Candler v. Kirksey
This text of 38 S.E. 825 (Candler v. Kirksey) is published on Counsel Stack Legal Research, covering Supreme Court of Georgia primary law. Counsel Stack provides free access to over 12 million legal documents including statutes, case law, regulations, and constitutions.
Opinion
This was a proceeding to forfeit a criminal recognizance. In defense to the scire facias, the sureties set up that the indictment against their principal was fatally defective; and counsel for the State practically conceded this to be true. The court below discharged the sureties, and this is the ruling of which complaint is made in the bill of exceptions.
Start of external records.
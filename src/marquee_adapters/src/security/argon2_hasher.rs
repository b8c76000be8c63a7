use argon2::{
    Algorithm, Argon2, Params, PasswordHash, PasswordVerifier, Version,
    password_hash::{PasswordHasher, SaltString, rand_core},
};
use async_trait::async_trait;
use marquee_core::{CredentialHasher, CredentialHasherError, HashedPassword, Password};
use secrecy::{ExposeSecret, Secret};

use crate::config::HasherConfig;

/// Argon2id credential hasher. Work-factor parameters are fixed at
/// construction and immutable for the life of the process; the CPU-bound
/// work runs on the blocking pool so request tasks are not stalled.
#[derive(Clone)]
pub struct Argon2CredentialHasher {
    config: HasherConfig,
}

impl Argon2CredentialHasher {
    pub fn new(config: HasherConfig) -> Self {
        Self { config }
    }
}

#[async_trait]
impl CredentialHasher for Argon2CredentialHasher {
    #[tracing::instrument(name = "Computing password hash", skip_all)]
    async fn hash(&self, password: &Password) -> Result<HashedPassword, CredentialHasherError> {
        let password = password.clone();
        let config = self.config;
        let current_span: tracing::Span = tracing::Span::current();

        let phc_string = tokio::task::spawn_blocking(move || {
            current_span.in_scope(move || {
                let salt: SaltString = SaltString::generate(rand_core::OsRng);
                hasher(&config)?
                    .hash_password(password.as_ref().expose_secret().as_bytes(), &salt)
                    .map(|hash| Secret::from(hash.to_string()))
                    .map_err(|e| CredentialHasherError::Hash(e.to_string()))
            })
        })
        .await
        .map_err(|e| CredentialHasherError::Hash(e.to_string()))??;

        Ok(HashedPassword::new(phc_string.expose_secret().clone()))
    }

    /// A malformed or unrecognized stored hash verifies as false; a
    /// corrupted record must never grant access.
    #[tracing::instrument(name = "Verify password hash", skip_all)]
    async fn verify(&self, candidate: &Password, stored: &HashedPassword) -> bool {
        let candidate = candidate.clone();
        let stored = Secret::from(stored.as_ref().expose_secret().clone());
        let config = self.config;
        let current_span: tracing::Span = tracing::Span::current();

        let outcome = tokio::task::spawn_blocking(move || {
            current_span.in_scope(|| {
                let Ok(parsed) = PasswordHash::new(stored.expose_secret()) else {
                    tracing::warn!("stored password hash is malformed");
                    return false;
                };
                let Ok(hasher) = hasher(&config) else {
                    return false;
                };
                hasher
                    .verify_password(candidate.as_ref().expose_secret().as_bytes(), &parsed)
                    .is_ok()
            })
        })
        .await;

        outcome.unwrap_or(false)
    }
}

fn hasher(config: &HasherConfig) -> Result<Argon2<'static>, CredentialHasherError> {
    let params = Params::new(config.m_cost, config.t_cost, config.p_cost, None)
        .map_err(|e| CredentialHasherError::Hash(e.to_string()))?;
    Ok(Argon2::new(Algorithm::Argon2id, Version::V0x13, params))
}
use marquee_core::{AccountStore, AccountStoreError, MovieId, Username};

/// Remove favorite use case - set-pull semantics: every occurrence of the
/// id is removed, and removing an id that is not present is an error
/// rather than a no-op.
pub struct RemoveFavoriteUseCase<'a, S>
where
    S: AccountStore + ?Sized,
{
    accounts: &'a S,
}

impl<'a, S> RemoveFavoriteUseCase<'a, S>
where
    S: AccountStore + ?Sized,
{
    pub fn new(accounts: &'a S) -> Self {
        Self { accounts }
    }

    #[tracing::instrument(name = "RemoveFavoriteUseCase::execute", skip(self))]
    pub async fn execute(
        &self,
        username: &Username,
        movie_id: &MovieId,
    ) -> Result<(), AccountStoreError> {
        self.accounts.pull_favorite(username, movie_id).await
    }
}
//! Axum HTTP surface for the marquee catalog-and-account service.
//!
//! Handlers extract typed payloads, call the application-layer use cases
//! and translate their outcomes through one [`error::ApiError`] mapping.
//! The authorization gate is the [`extract::AuthenticatedAccount`]
//! extractor: protected handlers simply take it as an argument, so no
//! business logic can run on a request without a verified bearer token.

pub mod error;
pub mod extract;
pub mod routes;
pub mod state;

pub use error::ApiError;
pub use extract::AuthenticatedAccount;
pub use state::AppState;
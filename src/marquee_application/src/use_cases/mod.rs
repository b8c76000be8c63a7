pub mod add_favorite;
pub mod catalog;
pub mod delete_account;
pub mod get_account;
pub mod list_accounts;
pub mod login;
pub mod register;
pub mod remove_favorite;
pub mod update_profile;
pub mod constants;
pub mod settings;

pub use constants::*;
pub use settings::{AppSettings, AuthSettings, HasherConfig, PostgresSettings, Settings};
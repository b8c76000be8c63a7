pub mod auth;
pub mod config;
pub mod persistence;
pub mod security;

pub use auth::jwt::{Claims, JwtConfig, TokenError, issue_token, verify_token};
pub use config::{HasherConfig, Settings};
pub use persistence::{
    HashMapAccountStore, HashMapMovieStore, PostgresAccountStore, PostgresMovieStore,
};
pub use security::Argon2CredentialHasher;
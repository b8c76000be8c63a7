use std::sync::Arc;

use marquee_adapters::{
    Argon2CredentialHasher, HashMapAccountStore, HashMapMovieStore, HasherConfig, JwtConfig,
    config::test,
};
use marquee_axum::AppState;
use marquee_service::CatalogService;
use secrecy::Secret;

pub struct TestApp {
    pub address: String,
    pub client: reqwest::Client,
}

/// Spin up the full service on an ephemeral port, backed by the
/// in-memory stores and a cheap hashing work factor.
pub async fn spawn_app() -> TestApp {
    let accounts = Arc::new(HashMapAccountStore::new());
    let movies = Arc::new(HashMapMovieStore::new());
    let hasher = Arc::new(Argon2CredentialHasher::new(HasherConfig {
        m_cost: test::HASHER_M_COST,
        t_cost: test::HASHER_T_COST,
        p_cost: test::HASHER_P_COST,
    }));
    let jwt = JwtConfig {
        secret: Secret::from("test-signing-secret".to_string()),
        token_ttl_seconds: 600,
    };

    let state = AppState::new(accounts, movies, hasher, jwt);
    let service = CatalogService::new(state);

    let listener = tokio::net::TcpListener::bind(test::APP_ADDRESS)
        .await
        .expect("Failed to bind ephemeral port");
    let address = format!("http://{}", listener.local_addr().unwrap());

    tokio::spawn(service.run(listener));

    TestApp {
        address,
        client: reqwest::Client::new(),
    }
}

pub fn sample_user(username: &str) -> serde_json::Value {
    serde_json::json!({
        "Username": username,
        "Password": "secret",
        "Email": "a@b.com",
    })
}

impl TestApp {
    pub async fn register(&self, body: &serde_json::Value) -> reqwest::Response {
        self.client
            .post(format!("{}/users", self.address))
            .json(body)
            .send()
            .await
            .expect("Failed to execute request")
    }

    pub async fn login(&self, username: &str, password: &str) -> reqwest::Response {
        self.client
            .post(format!("{}/login", self.address))
            .json(&serde_json::json!({ "Username": username, "Password": password }))
            .send()
            .await
            .expect("Failed to execute request")
    }

    /// Register a fresh user and return a valid bearer token for it.
    pub async fn register_and_login(&self, username: &str) -> String {
        let response = self.register(&sample_user(username)).await;
        assert_eq!(response.status().as_u16(), 201);

        let body: serde_json::Value = self
            .login(username, "secret")
            .await
            .json()
            .await
            .expect("Failed to parse login response");
        body["token"]
            .as_str()
            .expect("login response carries no token")
            .to_string()
    }

    pub async fn get_authed(&self, path: &str, token: &str) -> reqwest::Response {
        self.client
            .get(format!("{}{path}", self.address))
            .bearer_auth(token)
            .send()
            .await
            .expect("Failed to execute request")
    }

    pub async fn post_authed(&self, path: &str, token: &str) -> reqwest::Response {
        self.client
            .post(format!("{}{path}", self.address))
            .bearer_auth(token)
            .send()
            .await
            .expect("Failed to execute request")
    }

    pub async fn delete_authed(&self, path: &str, token: &str) -> reqwest::Response {
        self.client
            .delete(format!("{}{path}", self.address))
            .bearer_auth(token)
            .send()
            .await
            .expect("Failed to execute request")
    }
}
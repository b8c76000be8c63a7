use std::sync::Arc;

use marquee_adapters::JwtConfig;
use marquee_core::{AccountStore, CredentialHasher, MovieStore};

/// Shared application state. Stores and the hasher are trait objects so
/// the same routes serve the Postgres adapters in production and the
/// in-memory adapters in tests; the signing configuration is immutable
/// after startup.
#[derive(Clone)]
pub struct AppState {
    pub accounts: Arc<dyn AccountStore>,
    pub movies: Arc<dyn MovieStore>,
    pub hasher: Arc<dyn CredentialHasher>,
    pub jwt: JwtConfig,
}

impl AppState {
    pub fn new(
        accounts: Arc<dyn AccountStore>,
        movies: Arc<dyn MovieStore>,
        hasher: Arc<dyn CredentialHasher>,
        jwt: JwtConfig,
    ) -> Self {
        Self {
            accounts,
            movies,
            hasher,
            jwt,
        }
    }
}
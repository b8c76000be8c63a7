use axum::{Json, extract::State, http::StatusCode, response::IntoResponse};
use chrono::NaiveDate;
use marquee_application::RegisterUseCase;
use marquee_core::RegistrationCandidate;
use secrecy::Secret;
use serde::Deserialize;

use crate::error::ApiError;
use crate::state::AppState;

#[derive(Debug, Deserialize)]
pub struct RegisterRequest {
    #[serde(rename = "Username")]
    pub username: String,
    #[serde(rename = "Password")]
    pub password: Secret<String>,
    #[serde(rename = "Email")]
    pub email: String,
    #[serde(rename = "Birthday", default)]
    pub birthday: Option<NaiveDate>,
}

/// `POST /users` - register a new account.
///
/// 201 with the account view on success; 422 with the full violation
/// list; 400 when the username is already taken.
#[tracing::instrument(name = "Register", skip(state, request))]
pub async fn register(
    State(state): State<AppState>,
    Json(request): Json<RegisterRequest>,
) -> Result<impl IntoResponse, ApiError> {
    let use_case = RegisterUseCase::new(state.accounts.as_ref(), state.hasher.as_ref());

    let account = use_case
        .execute(RegistrationCandidate {
            username: request.username,
            password: request.password,
            email: request.email,
            birthday: request.birthday,
        })
        .await?;

    Ok((StatusCode::CREATED, Json(account.view())))
}
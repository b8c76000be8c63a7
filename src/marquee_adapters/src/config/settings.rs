use std::time::Duration;

use secrecy::Secret;
use serde::Deserialize;

use super::constants::{defaults, env};
use crate::auth::jwt::JwtConfig;

/// Process configuration, loaded once at startup. Everything here is
/// read-only afterwards; components receive the pieces they need by
/// explicit dependency passing.
#[derive(Debug, Clone, Deserialize)]
pub struct Settings {
    pub app: AppSettings,
    pub postgres: PostgresSettings,
    pub auth: AuthSettings,
    pub hasher: HasherConfig,
}

#[derive(Debug, Clone, Deserialize)]
pub struct AppSettings {
    pub host: String,
    pub port: u16,
}

impl AppSettings {
    pub fn address(&self) -> String {
        format!("{}:{}", self.host, self.port)
    }
}

#[derive(Debug, Clone, Deserialize)]
pub struct PostgresSettings {
    pub url: Secret<String>,
    pub max_connections: u32,
    /// Upper bound for any single store round-trip.
    pub timeout_millis: u64,
}

impl PostgresSettings {
    pub fn timeout(&self) -> Duration {
        Duration::from_millis(self.timeout_millis)
    }
}

#[derive(Debug, Clone, Deserialize)]
pub struct AuthSettings {
    pub jwt_secret: Secret<String>,
    pub token_ttl_seconds: i64,
}

impl AuthSettings {
    pub fn jwt_config(&self) -> JwtConfig {
        JwtConfig {
            secret: self.jwt_secret.clone(),
            token_ttl_seconds: self.token_ttl_seconds,
        }
    }
}

/// Argon2id work factor. Copy on purpose: the hasher moves it into
/// blocking tasks.
#[derive(Debug, Clone, Copy, Deserialize)]
pub struct HasherConfig {
    pub m_cost: u32,
    pub t_cost: u32,
    pub p_cost: u32,
}

impl Settings {
    /// Layered load: defaults, then an optional TOML file (path via
    /// `MARQUEE_CONFIG`), then `MARQUEE__*` environment overrides.
    /// Secrets (`postgres.url`, `auth.jwt_secret`) have no default and
    /// must come from the file or the environment.
    pub fn load() -> Result<Self, config::ConfigError> {
        dotenvy::dotenv().ok();

        let config_file = std::env::var(env::CONFIG_FILE_ENV_VAR)
            .unwrap_or_else(|_| "marquee.toml".to_string());

        config::Config::builder()
            .set_default("app.host", defaults::APP_HOST)?
            .set_default("app.port", defaults::APP_PORT as i64)?
            .set_default("postgres.max_connections", defaults::PG_MAX_CONNECTIONS as i64)?
            .set_default("postgres.timeout_millis", defaults::PG_TIMEOUT_MILLIS as i64)?
            .set_default("auth.token_ttl_seconds", defaults::TOKEN_TTL_SECONDS)?
            .set_default("hasher.m_cost", defaults::HASHER_M_COST as i64)?
            .set_default("hasher.t_cost", defaults::HASHER_T_COST as i64)?
            .set_default("hasher.p_cost", defaults::HASHER_P_COST as i64)?
            .add_source(config::File::with_name(&config_file).required(false))
            .add_source(
                config::Environment::with_prefix(env::SETTINGS_PREFIX)
                    .separator(env::SETTINGS_SEPARATOR),
            )
            .build()?
            .try_deserialize()
    }
}
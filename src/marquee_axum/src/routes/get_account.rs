use axum::{
    Json,
    extract::{Path, State},
    response::IntoResponse,
};
use marquee_application::GetAccountUseCase;
use marquee_core::Username;

use crate::error::ApiError;
use crate::extract::AuthenticatedAccount;
use crate::state::AppState;

/// `GET /users/{username}` - fetch one account view.
#[tracing::instrument(name = "Get account", skip(state, _caller))]
pub async fn get_account(
    State(state): State<AppState>,
    _caller: AuthenticatedAccount,
    Path(username): Path<String>,
) -> Result<impl IntoResponse, ApiError> {
    // A path segment that is not even a well-formed username cannot name
    // an account.
    let username = Username::parse(&username)
        .map_err(|_| ApiError::NotFound("User not found".to_string()))?;

    let account = GetAccountUseCase::new(state.accounts.as_ref())
        .execute(&username)
        .await?;

    Ok(Json(account.view()))
}
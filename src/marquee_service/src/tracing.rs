//! Request-scoped tracing callbacks for the HTTP trace layer.

use std::time::Duration;

use axum::body::Body;
use axum::http::{Request, Response};
use tracing::{Level, Span};
use uuid::Uuid;

/// One span per request, tagged with a fresh request id so log lines from
/// concurrent requests stay attributable.
pub fn make_span_with_request_id(request: &Request<Body>) -> Span {
    let request_id = Uuid::new_v4();
    tracing::span!(
        Level::INFO,
        "request",
        method = %request.method(),
        uri = %request.uri(),
        request_id = %request_id,
    )
}

pub fn on_request(_request: &Request<Body>, _span: &Span) {
    tracing::event!(Level::INFO, "[REQUEST START]");
}

pub fn on_response(response: &Response<Body>, latency: Duration, _span: &Span) {
    tracing::event!(
        Level::INFO,
        status = %response.status(),
        latency = ?latency,
        "[REQUEST END]"
    );
}
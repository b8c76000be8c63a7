use axum::{
    Json,
    http::StatusCode,
    response::{IntoResponse, Response},
};
use marquee_application::{LoginError, RegisterError, UpdateProfileError};
use marquee_core::{AccountStoreError, MovieStoreError, Violation};
use serde::Serialize;
use thiserror::Error;

#[derive(Serialize)]
pub struct ErrorResponse {
    pub error: String,
}

/// The one client-facing error taxonomy. Every component failure is
/// converted into one of these before it leaves a handler, so status
/// codes stay stable and internal detail stays on the server.
#[derive(Debug, Error)]
pub enum ApiError {
    #[error("Validation failed")]
    Validation(Vec<Violation>),

    #[error("{0}")]
    Conflict(String),

    #[error("{0}")]
    NotFound(String),

    /// One uniform 401 for every credential and token failure; which one
    /// occurred is logged server-side only.
    #[error("invalid credentials")]
    Unauthorized,

    #[error("Internal server error")]
    Internal(String),
}

impl IntoResponse for ApiError {
    fn into_response(self) -> Response {
        match self {
            ApiError::Validation(violations) => (
                StatusCode::UNPROCESSABLE_ENTITY,
                Json(serde_json::json!({ "errors": violations })),
            )
                .into_response(),

            ApiError::Conflict(message) => {
                (StatusCode::BAD_REQUEST, Json(ErrorResponse { error: message }))
                    .into_response()
            }

            ApiError::NotFound(message) => {
                (StatusCode::NOT_FOUND, Json(ErrorResponse { error: message }))
                    .into_response()
            }

            ApiError::Unauthorized => (
                StatusCode::UNAUTHORIZED,
                Json(ErrorResponse {
                    error: self.to_string(),
                }),
            )
                .into_response(),

            ApiError::Internal(detail) => {
                tracing::error!(error = %detail, "request failed");
                (
                    StatusCode::INTERNAL_SERVER_ERROR,
                    Json(ErrorResponse {
                        error: "Internal server error".to_string(),
                    }),
                )
                    .into_response()
            }
        }
    }
}

impl From<AccountStoreError> for ApiError {
    fn from(error: AccountStoreError) -> Self {
        match error {
            AccountStoreError::AccountNotFound => ApiError::NotFound("User not found".to_string()),
            AccountStoreError::FavoriteNotFound => {
                ApiError::NotFound("Movie not found in favorites".to_string())
            }
            AccountStoreError::UsernameTaken => {
                ApiError::Conflict("username already exists".to_string())
            }
            AccountStoreError::Unexpected(detail) => ApiError::Internal(detail),
        }
    }
}

impl From<MovieStoreError> for ApiError {
    fn from(error: MovieStoreError) -> Self {
        match error {
            MovieStoreError::MovieNotFound => ApiError::NotFound("Movie not found".to_string()),
            MovieStoreError::Unexpected(detail) => ApiError::Internal(detail),
        }
    }
}

impl From<RegisterError> for ApiError {
    fn from(error: RegisterError) -> Self {
        match error {
            RegisterError::Validation(violations) => ApiError::Validation(violations),
            RegisterError::UsernameTaken { username } => {
                ApiError::Conflict(format!("{username} already exists"))
            }
            RegisterError::Hasher(e) => ApiError::Internal(e.to_string()),
            RegisterError::Store(e) => ApiError::Internal(e.to_string()),
        }
    }
}

impl From<LoginError> for ApiError {
    fn from(error: LoginError) -> Self {
        match error {
            LoginError::InvalidCredentials => ApiError::Unauthorized,
            LoginError::Store(e) => ApiError::Internal(e.to_string()),
        }
    }
}

impl From<UpdateProfileError> for ApiError {
    fn from(error: UpdateProfileError) -> Self {
        match error {
            UpdateProfileError::Validation(violations) => ApiError::Validation(violations),
            UpdateProfileError::NotFound => ApiError::NotFound("User not found".to_string()),
            UpdateProfileError::Hasher(e) => ApiError::Internal(e.to_string()),
            UpdateProfileError::Store(e) => ApiError::Internal(e.to_string()),
        }
    }
}
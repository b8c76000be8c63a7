//! Structural validation of registration and profile-update payloads.
//!
//! Every rule is checked independently and all violations are collected,
//! so a client gets the complete list in one 422 response instead of one
//! failure at a time. No rule here touches persisted state; username
//! uniqueness is the store's concern.

use chrono::NaiveDate;
use secrecy::Secret;
use serde::Serialize;

use super::email::Email;
use super::password::Password;
use super::username::Username;

/// A single field-level rule failure.
#[derive(Debug, Clone, PartialEq, Eq, Serialize)]
pub struct Violation {
    pub field: &'static str,
    pub message: String,
}

impl Violation {
    fn new(field: &'static str, error: impl std::fmt::Display) -> Self {
        Self {
            field,
            message: error.to_string(),
        }
    }
}

/// Raw registration payload as it arrives from the request boundary.
#[derive(Debug)]
pub struct RegistrationCandidate {
    pub username: String,
    pub password: Secret<String>,
    pub email: String,
    pub birthday: Option<NaiveDate>,
}

/// A registration payload with every rule satisfied.
#[derive(Debug)]
pub struct ValidRegistration {
    pub username: Username,
    pub password: Password,
    pub email: Email,
    pub birthday: Option<NaiveDate>,
}

pub fn validate_registration(
    candidate: RegistrationCandidate,
) -> Result<ValidRegistration, Vec<Violation>> {
    let mut violations = Vec::new();

    for error in Username::violations(&candidate.username) {
        violations.push(Violation::new("Username", error));
    }
    let username = Username::parse(&candidate.username).ok();

    let password = match Password::parse(candidate.password) {
        Ok(password) => Some(password),
        Err(error) => {
            violations.push(Violation::new("Password", error));
            None
        }
    };

    let email = match Email::parse(&candidate.email) {
        Ok(email) => Some(email),
        Err(error) => {
            violations.push(Violation::new("Email", error));
            None
        }
    };

    match (violations.is_empty(), username, password, email) {
        (true, Some(username), Some(password), Some(email)) => Ok(ValidRegistration {
            username,
            password,
            email,
            birthday: candidate.birthday,
        }),
        _ => Err(violations),
    }
}

/// Raw profile-update payload. The username is taken from the request path
/// and is immutable, so it does not appear here; a missing password keeps
/// the stored hash.
#[derive(Debug)]
pub struct ProfileUpdateCandidate {
    pub password: Option<Secret<String>>,
    pub email: String,
    pub birthday: Option<NaiveDate>,
    pub death_date: Option<NaiveDate>,
}

#[derive(Debug)]
pub struct ValidProfileUpdate {
    pub password: Option<Password>,
    pub email: Email,
    pub birthday: Option<NaiveDate>,
    pub death_date: Option<NaiveDate>,
}

pub fn validate_profile_update(
    candidate: ProfileUpdateCandidate,
) -> Result<ValidProfileUpdate, Vec<Violation>> {
    let mut violations = Vec::new();

    let password = match candidate.password {
        None => None,
        Some(raw) => match Password::parse(raw) {
            Ok(password) => Some(password),
            Err(error) => {
                violations.push(Violation::new("Password", error));
                None
            }
        },
    };

    let email = match Email::parse(&candidate.email) {
        Ok(email) => Some(email),
        Err(error) => {
            violations.push(Violation::new("Email", error));
            None
        }
    };

    match (violations.is_empty(), email) {
        (true, Some(email)) => Ok(ValidProfileUpdate {
            password,
            email,
            birthday: candidate.birthday,
            death_date: candidate.death_date,
        }),
        _ => Err(violations),
    }
}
The question thus made has been settled by the decisions of this court, which we are now asked to review. In State v. Lockhart, 24 Ga. 420, in ruling upon the [310]*310point, the court said: “In Liceth et al. vs. Cobb, Governor, &c., 18 Ga. Rep. 314, this court held that the defendant was not bound to appear before indictment, . . and that it is good ground of demurrer to a sci. fa. that it was issued before indictment. If, then, the indictment in this case was fatally defective, not only not charging the defendant with the particular offense for which he was recognized to appear, but with none other, then the party stands unindicted to this time, and there has necessarily been no breach of his bond.” This decision was cited and approved in State v. Woodley, 25 Ga. 235, and in McDaniel v. Campbell, 78 Ga. 188. We think, as held in these cases, that an indictment which charges the principal in the recognizance with no offense against the State amounts to no indictment, and that the sureties may set up its invalidity in defense to a scire facias to forfeit the recognizance. We, therefore, upon a review of the cases above referred to, affirm the same. Judgment affirmed.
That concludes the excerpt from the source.